(Collected data)
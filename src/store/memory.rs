//! In-memory resource store.
//!
//! Thread-safe reference backend for the store interface. Data is not
//! persisted across restarts.

use async_trait::async_trait;
use chrono::{DateTime, Utc};
use std::collections::HashMap;
use std::sync::RwLock;
use uuid::Uuid;

use super::{ResourceStore, StoreError, StoredResource};
use crate::core::resource::{ScheduleSpec, ScheduleStatus};
use crate::core::types::ResourceId;

/// In-memory store backend.
pub struct InMemoryStore {
    resources: RwLock<HashMap<ResourceId, StoredResource>>,
}

impl InMemoryStore {
    /// Create a new empty store.
    pub fn new() -> Self {
        Self {
            resources: RwLock::new(HashMap::new()),
        }
    }
}

impl Default for InMemoryStore {
    fn default() -> Self {
        Self::new()
    }
}

#[async_trait]
impl ResourceStore for InMemoryStore {
    async fn insert(
        &self,
        id: ResourceId,
        spec: ScheduleSpec,
        created_at: DateTime<Utc>,
    ) -> Result<StoredResource, StoreError> {
        let mut resources = self
            .resources
            .write()
            .map_err(|_| StoreError::LockPoisoned)?;
        if resources.contains_key(&id) {
            return Err(StoreError::DuplicateKey(id.to_string()));
        }

        let resource = StoredResource {
            id: id.clone(),
            uid: Uuid::new_v4(),
            resource_version: 1,
            created_at,
            spec,
            status: ScheduleStatus::new(),
        };
        resources.insert(id, resource.clone());
        Ok(resource)
    }

    async fn get(&self, id: &ResourceId) -> Result<StoredResource, StoreError> {
        let resources = self
            .resources
            .read()
            .map_err(|_| StoreError::LockPoisoned)?;
        resources
            .get(id)
            .cloned()
            .ok_or_else(|| StoreError::NotFound(id.to_string()))
    }

    async fn list(&self) -> Result<Vec<ResourceId>, StoreError> {
        let resources = self
            .resources
            .read()
            .map_err(|_| StoreError::LockPoisoned)?;
        let mut ids: Vec<_> = resources.keys().cloned().collect();
        ids.sort_by(|a, b| a.as_str().cmp(b.as_str()));
        Ok(ids)
    }

    async fn update_spec(&self, id: &ResourceId, spec: ScheduleSpec) -> Result<(), StoreError> {
        let mut resources = self
            .resources
            .write()
            .map_err(|_| StoreError::LockPoisoned)?;
        let resource = resources
            .get_mut(id)
            .ok_or_else(|| StoreError::NotFound(id.to_string()))?;
        resource.spec = spec;
        resource.resource_version += 1;
        Ok(())
    }

    async fn update_status(
        &self,
        id: &ResourceId,
        expected_version: u64,
        status: ScheduleStatus,
    ) -> Result<(), StoreError> {
        let mut resources = self
            .resources
            .write()
            .map_err(|_| StoreError::LockPoisoned)?;
        let resource = resources
            .get_mut(id)
            .ok_or_else(|| StoreError::NotFound(id.to_string()))?;

        if resource.resource_version != expected_version {
            return Err(StoreError::Conflict(id.to_string()));
        }

        resource.status = status;
        resource.resource_version += 1;
        Ok(())
    }

    async fn delete(&self, id: &ResourceId) -> Result<(), StoreError> {
        let mut resources = self
            .resources
            .write()
            .map_err(|_| StoreError::LockPoisoned)?;
        resources
            .remove(id)
            .ok_or_else(|| StoreError::NotFound(id.to_string()))?;
        Ok(())
    }
}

WHAT IS NEEDED
Transcribe each entry verbatim, leaving none out.

RESULT OF THE EXERCISE
filename src/store/memory.rs
//! In-memory resource store.
//!
//! Thread-safe reference backend for the store interface. Data is not
//! persisted across restarts.

use async_trait::async_trait;
use chrono::{DateTime, Utc};
use std::collections::HashMap;
use std::sync::RwLock;
use uuid::Uuid;

use super::{ResourceStore, StoreError, StoredResource};
use crate::core::resource::{ScheduleSpec, ScheduleStatus};
use crate::core::types::ResourceId;

/// In-memory store backend.
pub struct InMemoryStore {
    resources: RwLock<HashMap<ResourceId, StoredResource>>,
}

impl InMemoryStore {
    /// Create a new empty store.
    pub fn new() -> Self {
        Self {
            resources: RwLock::new(HashMap::new()),
        }
    }
}

impl Default for InMemoryStore {
    fn default() -> Self {
        Self::new()
    }
}

#[async_trait]
impl ResourceStore for InMemoryStore {
    async fn insert(
        &self,
        id: ResourceId,
        spec: ScheduleSpec,
        created_at: DateTime<Utc>,
    ) -> Result<StoredResource, StoreError> {
        let mut resources = self
            .resources
            .write()
            .map_err(|_| StoreError::LockPoisoned)?;
        if resources.contains_key(&id) {
            return Err(StoreError::DuplicateKey(id.to_string()));
        }

        let resource = StoredResource {
            id: id.clone(),
            uid: Uuid::new_v4(),
            resource_version: 1,
            created_at,
            spec,
            status: ScheduleStatus::new(),
        };
        resources.insert(id, resource.clone());
        Ok(resource)
    }

    async fn get(&self, id: &ResourceId) -> Result<StoredResource, StoreError> {
        let resources = self
            .resources
            .read()
            .map_err(|_| StoreError::LockPoisoned)?;
        resources
            .get(id)
            .cloned()
            .ok_or_else(|| StoreError::NotFound(id.to_string()))
    }

    async fn list(&self) -> Result<Vec<ResourceId>, StoreError> {
        let resources = self
            .resources
            .read()
            .map_err(|_| StoreError::LockPoisoned)?;
        let mut ids: Vec<_> = resources.keys().cloned().collect();
        ids.sort_by(|a, b| a.as_str().cmp(b.as_str()));
        Ok(ids)
    }

    async fn update_spec(&self, id: &ResourceId, spec: ScheduleSpec) -> Result<(), StoreError> {
        let mut resources = self
            .resources
            .write()
            .map_err(|_| StoreError::LockPoisoned)?;
        let resource = resources
            .get_mut(id)
            .ok_or_else(|| StoreError::NotFound(id.to_string()))?;
        resource.spec = spec;
        resource.resource_version += 1;
        Ok(())
    }

    async fn update_status(
        &self,
        id: &ResourceId,
        expected_version: u64,
        status: ScheduleStatus,
    ) -> Result<(), StoreError> {
        let mut resources = self
            .resources
            .write()
            .map_err(|_| StoreError::LockPoisoned)?;
        let resource = resources
            .get_mut(id)
            .ok_or_else(|| StoreError::NotFound(id.to_string()))?;

        if resource.resource_version != expected_version {
            return Err(StoreError::Conflict(id.to_string()));
        }

        resource.status = status;
        resource.resource_version += 1;
        Ok(())
    }

    async fn delete(&self, id: &ResourceId) -> Result<(), StoreError> {
        let mut resources = self
            .resources
            .write()
            .map_err(|_| StoreError::LockPoisoned)?;
        resources
            .remove(id)
            .ok_or_else(|| StoreError::NotFound(id.to_string()))?;
        Ok(())
    }
}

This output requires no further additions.